Discovery, validation and delivery of DNA markers

Abstract

Early attempts at finding markers for quantitative trait loci (QTL) in the 1950s and 1960s involved searching for associations between production traits and polymorphisms at loci encoding blood groups, milk proteins and blood proteins. Overall, this work identified many small and/or non-significant associations, insufficient to warrant their use in marker-assisted selection. It was not until the discovery of microsatellites in the early 1990s that a really useful form of DNA marker became available. By the mid-1990s, linkage maps comprising mainly microsatellites covered most regions of most chromosomes of the cow, and it was then possible to hunt for QTL using a mapping approach first proposed in Drosophilia back in 1961. Fine-mapping of QTL has eventually resulted in the identification of markers in or near particular genes.
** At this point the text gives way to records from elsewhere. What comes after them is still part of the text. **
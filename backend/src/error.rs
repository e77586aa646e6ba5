use common::message::{ErrorKind, ErrorResponse};
use thiserror::Error;

pub type Result<T> = std::result::Result<T, LedgerError>;

#[derive(Debug, Error)]
pub enum LedgerError {
    #[error("batch doesn't exist: {0}")]
    BatchNotFound(String),
    #[error("database error: {0}")]
    Database(#[from] diesel::result::Error),
    #[error("cannot open database: {0}")]
    Connection(#[from] diesel::ConnectionError),
}

impl LedgerError {
    pub fn kind(&self) -> ErrorKind {
        match self {
            LedgerError::BatchNotFound(_) => ErrorKind::BatchNotFound,
            LedgerError::Database(_) | LedgerError::Connection(_) => ErrorKind::Database,
        }
    }
}

impl From<&LedgerError> for ErrorResponse {
    fn from(err: &LedgerError) -> Self {
        let mut trace = Vec::new();
        let mut source = std::error::Error::source(err);
        while let Some(cause) = source {
            trace.push(cause.to_string());
            source = cause.source();
        }

        ErrorResponse {
            kind: err.kind(),
            message: err.to_string(),
            trace,
        }
    }
}
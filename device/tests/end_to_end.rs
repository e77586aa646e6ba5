use std::sync::{Arc, Mutex};
use std::thread;

use common::message::ErrorKind;
use monitor_backend::db::Db;
use monitor_backend::ledger::Ledger;
use monitor_backend::server;
use monitor_device::connection::{LedgerClient, ServerConnection};
use monitor_device::device::Device;
use monitor_device::sensor::{Sensor, SensorSource, SharedSensors};
use monitor_device::state::WorkstationState;
use monitor_device::worker::DeviceWorker;

/// Serves an in-memory ledger on a background runtime.
fn start_ledger() -> (String, Arc<Mutex<Ledger>>) {
    let ledger = Arc::new(Mutex::new(Ledger::new(Db::in_memory().unwrap())));

    let listener = std::net::TcpListener::bind("127.0.0.1:0").unwrap();
    listener.set_nonblocking(true).unwrap();
    let addr = listener.local_addr().unwrap().to_string();

    let served = ledger.clone();
    thread::spawn(move || {
        let runtime = tokio::runtime::Runtime::new().unwrap();
        runtime.block_on(async move {
            let listener = tokio::net::TcpListener::from_std(listener).unwrap();
            server::serve(listener, served).await.unwrap();
        });
    });

    (addr, ledger)
}

fn sensor(sensors: &SharedSensors, id: i32) -> Sensor {
    sensors
        .sensors()
        .into_iter()
        .find(|s| s.identifier == id)
        .unwrap()
}

#[test]
fn staffed_active_workstation_has_one_open_period_and_run() {
    let (addr, ledger) = start_ledger();
    let sensors = SharedSensors::new(vec![Sensor::new(1, "vibration", false)]);
    let mut device = Device::new(
        "SAW-1",
        sensors.clone(),
        ServerConnection::connect(&addr).unwrap(),
    );

    device.set_num_workers(1).unwrap();
    sensors.set_active(1, true);
    device.on_sensor_changed(&sensor(&sensors, 1)).unwrap();
    assert_eq!(device.workstation_state(), WorkstationState::Active);

    let mut ledger = ledger.lock().unwrap();
    let db = ledger.db();
    let open = db.open_intervals("SAW-1").unwrap();
    assert_eq!(open.activity_period.unwrap().num_workers, 1);
    assert!(open.work_run.is_some());
    assert!(open.work.is_none());
    assert_eq!(db.activity_periods("SAW-1").unwrap().len(), 1);
    assert_eq!(db.work_runs("SAW-1").unwrap().len(), 1);
}

#[test]
fn leaving_closes_every_open_interval() {
    let (addr, ledger) = start_ledger();
    let sensors = SharedSensors::new(vec![Sensor::new(1, "vibration", true)]);
    let mut device = Device::new(
        "SAW-2",
        sensors.clone(),
        ServerConnection::connect(&addr).unwrap(),
    );

    device.set_num_workers(2).unwrap();
    device.set_num_workers(3).unwrap();
    device.on_proximity_changed(false).unwrap();
    assert_eq!(device.workstation_state(), WorkstationState::Empty);

    let mut ledger = ledger.lock().unwrap();
    let db = ledger.db();
    let open = db.open_intervals("SAW-2").unwrap();
    assert!(open.activity_period.is_none());
    assert!(open.work_run.is_none());

    let periods = db.activity_periods("SAW-2").unwrap();
    let counts: Vec<i32> = periods.iter().map(|p| p.num_workers).collect();
    assert_eq!(counts, vec![2, 3]);
    assert!(periods.iter().all(|p| p.stop.is_some()));
}

#[test]
fn batch_flow_through_worker() {
    let (addr, ledger) = start_ledger();

    let mut manager = ServerConnection::connect(&addr).unwrap();
    manager.associate_batch("B-17", "Pine 50x100").unwrap();
    assert_eq!(manager.get_batch_name("B-17").unwrap().as_deref(), Some("Pine 50x100"));
    assert_eq!(manager.get_batch_name("B-99").unwrap(), None);

    let sensors = SharedSensors::new(vec![
        Sensor::new(1, "vibration", false),
        Sensor::new(2, "current", false),
    ]);
    let device = Device::new(
        "PLANER",
        sensors.clone(),
        ServerConnection::connect(&addr).unwrap(),
    );
    let worker = DeviceWorker::spawn(device).unwrap();
    let handle = worker.handle();

    handle.set_batch_code("B-17").unwrap();
    handle.set_num_workers(1).unwrap();
    sensors.set_active(2, true);

    let snapshot = handle.snapshot().unwrap();
    assert_eq!(snapshot.state, WorkstationState::Active);
    assert_eq!(snapshot.batch_name, "Pine 50x100");

    let err = handle.set_batch_code("B-99").unwrap_err();
    assert_eq!(err.server_error().map(|e| e.kind), Some(ErrorKind::BatchNotFound));
    assert_eq!(handle.snapshot().unwrap().batch_code, "B-17");

    worker.shutdown().unwrap();

    let mut ledger = ledger.lock().unwrap();
    let db = ledger.db();
    let open = db.open_intervals("PLANER").unwrap();
    let batch_id = db.batches().unwrap()[0].id;
    assert!(open.work.is_none());
    assert_eq!(open.work_run.unwrap().batch_id, Some(batch_id));
    assert_eq!(db.works("PLANER").unwrap().len(), 1);
}
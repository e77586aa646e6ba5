use std::sync::{Arc, Mutex};

use anyhow::{Context, Result};
use log::{info, warn};
use tokio::net::TcpListener;
use tokio::signal;

use monitor_backend::config::{Config, DbStartup};
use monitor_backend::db::Db;
use monitor_backend::ledger::Ledger;
use monitor_backend::server;

#[tokio::main]
async fn main() -> Result<()> {
    env_logger::Builder::from_env(env_logger::Env::default().default_filter_or("info")).init();

    let config = Config::from_env()?;

    let mut db = Db::connect(&config.database_url)
        .with_context(|| format!("cannot open {}", config.database_url))?;
    if config.db_startup == DbStartup::MakeTables {
        db.create_tables()?;
    }
    let ledger = Arc::new(Mutex::new(Ledger::new(db)));

    let listener = TcpListener::bind(&config.bind_addr)
        .await
        .with_context(|| format!("cannot bind {}", config.bind_addr))?;
    warn!("Ledger protocol is unauthenticated and unencrypted; expose it on trusted networks only");

    tokio::select! {
        res = server::serve(listener, ledger) => res?,
        Ok(()) = signal::ctrl_c() => info!("Shutting down"),
    }

    Ok(())
}
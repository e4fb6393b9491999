//! sql-tutor: a SQL tutoring server and command-line client.

mod cli;

use std::sync::Arc;

use cli::{Cli, Command, OutputFormat};
use serde::Serialize;
use sql_tutor::app::Tutor;
use sql_tutor::client::{Feedback, Session, SubmissionState, TutorClient};
use sql_tutor::config::Config;
use sql_tutor::content::ContentStore;
use sql_tutor::error::{Result, TutorError};
use sql_tutor::logging;
use sql_tutor::query::ResultSet;
use sql_tutor::render::DisplayTable;
use sql_tutor::server::{self, CheckAnswerRequest};
use tracing::{error, info};

#[tokio::main]
async fn main() {
    // A missing .env file is fine.
    let _ = dotenvy::dotenv();

    let cli = Cli::parse_args();

    match &cli.log_file {
        Some(path) => logging::init_file_logging(path),
        None => logging::init_stderr_logging(),
    }

    if let Err(e) = run(cli).await {
        error!("{}: {}", e.category(), e);
        std::process::exit(1);
    }
}

async fn run(cli: Cli) -> Result<()> {
    let config = load_config(&cli)?;

    match cli.command {
        Command::Serve {
            host,
            port,
            database_url,
        } => {
            let mut config = config;
            if let Some(host) = host {
                config.server.host = host;
            }
            if let Some(port) = port {
                config.server.port = port;
            }
            if let Some(url) = database_url {
                config.database.url = url;
            }

            let tutor = Arc::new(Tutor::from_config(&config).await?);
            server::serve(tutor, &config.server.bind_address()).await
        }
        Command::Try {
            sql,
            server,
            format,
        } => {
            let mut session = Session::new();
            let submission = session.begin();
            let outcome = match server {
                Some(url) => match TutorClient::new(&url)?.submit_try(&submission, &sql).await? {
                    Some(outcome) => outcome,
                    None => return Ok(()),
                },
                None => {
                    let tutor = Tutor::from_config(&config).await?;
                    let outcome = tutor.try_query(&sql).await;
                    tutor.shutdown().await?;
                    outcome
                }
            };
            session.complete_try(submission.id, &outcome);
            print_outcome(&session, &outcome, format)?;
            print_truncation(outcome.result.as_ref(), format);
            Ok(())
        }
        Command::Check {
            question_id,
            sql,
            level,
            server,
            format,
        } => {
            let mut session = Session::new();
            let submission = session.begin();
            let outcome = match server {
                Some(url) => {
                    let request = CheckAnswerRequest {
                        question_id,
                        answer: sql,
                        level_id: level,
                    };
                    match TutorClient::new(&url)?
                        .submit_check(&submission, &request)
                        .await?
                    {
                        Some(outcome) => outcome,
                        None => return Ok(()),
                    }
                }
                None => {
                    let tutor = Tutor::from_config(&config).await?;
                    let outcome = tutor.evaluate(question_id, level, &sql).await;
                    tutor.shutdown().await?;
                    outcome?
                }
            };
            session.complete_check(submission.id, &outcome);
            print_outcome(&session, &outcome, format)?;
            if outcome.correct {
                print_truncation(outcome.result.as_ref(), format);
            }
            let score = session.score();
            if format == OutputFormat::Text {
                println!(
                    "Score: {} (level {}, {:.0}%)",
                    score.score,
                    score.level,
                    score.progress_percent()
                );
            }
            Ok(())
        }
        Command::Levels { server } => {
            let levels = match server {
                Some(url) => TutorClient::new(&url)?.levels().await?,
                None => load_content(&config)?.level_summaries(),
            };
            for level in levels {
                println!("{:>3}  {}  ({})", level.id, level.name, level.topics.join(", "));
                println!("     {}", level.description);
            }
            Ok(())
        }
        Command::Tutorials { server } => {
            let tutorials = match server {
                Some(url) => TutorClient::new(&url)?.tutorials().await?,
                None => load_content(&config)?.tutorial_summaries(),
            };
            for tutorial in tutorials {
                println!("{:>3}  {}", tutorial.id, tutorial.title);
                println!("     {}", tutorial.description);
            }
            Ok(())
        }
    }
}

/// Loads the config file, then applies environment overrides.
///
/// Precedence: CLI flags (applied by the caller) > environment > file > defaults.
fn load_config(cli: &Cli) -> Result<Config> {
    let config_path = cli.config_path();
    info!("Loading config from: {}", config_path.display());
    let mut config = Config::load_from_file(&config_path)?;
    config.apply_env_overrides()?;
    Ok(config)
}

fn load_content(config: &Config) -> Result<ContentStore> {
    ContentStore::load(config.content.dir.as_deref())
}

/// Prints the session's display state in the requested format.
fn print_outcome<T: Serialize>(session: &Session, outcome: &T, format: OutputFormat) -> Result<()> {
    if format == OutputFormat::Json {
        let json = serde_json::to_string_pretty(outcome)
            .map_err(|e| TutorError::internal(format!("Failed to encode output: {e}")))?;
        println!("{json}");
        return Ok(());
    }

    match session.state() {
        SubmissionState::Displaying { feedback, table } => {
            match feedback {
                Some(Feedback::Correct(explanation)) => println!("Correct! {explanation}"),
                Some(Feedback::Wrong(reason)) => println!("Wrong answer. {reason}"),
                None => {}
            }
            print_table(table, format);
        }
        SubmissionState::ShowingError(message) => println!("Error: {message}"),
        SubmissionState::Idle | SubmissionState::AwaitingResponse(_) => {}
    }
    Ok(())
}

fn print_table(table: &DisplayTable, format: OutputFormat) {
    match format {
        OutputFormat::Html => println!("{}", table.to_html()),
        _ => print!("{table}"),
    }
}

fn print_truncation(result: Option<&ResultSet>, format: OutputFormat) {
    if format == OutputFormat::Json {
        return;
    }
    if let Some(message) = result
        .filter(|r| r.is_truncated())
        .and_then(|r| r.message.as_deref())
    {
        println!("{message}");
    }
}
Some of these markers have been commercialised. In most cases, the actual causative quantitative trait nucleotide (QTN) remains elusive. The recent development of technologies for large-scale detection and genotyping for single nucleotide polymorphisms (SNPs) and for placing the entire genome on a chip have opened up exciting possibilities for the future: geneticists should begin contemplating how best to use SNP and genome chips, which will surely become a reality. Just as one must estimate genetic and phenotypic correlations for every new quantitative trait that is introduced into a genetic evaluation scheme, so must the correlated effects of new DNA markers be evaluated before their commercial use. Researchers and their funders must resist the temptation to cut corners in getting markers to market.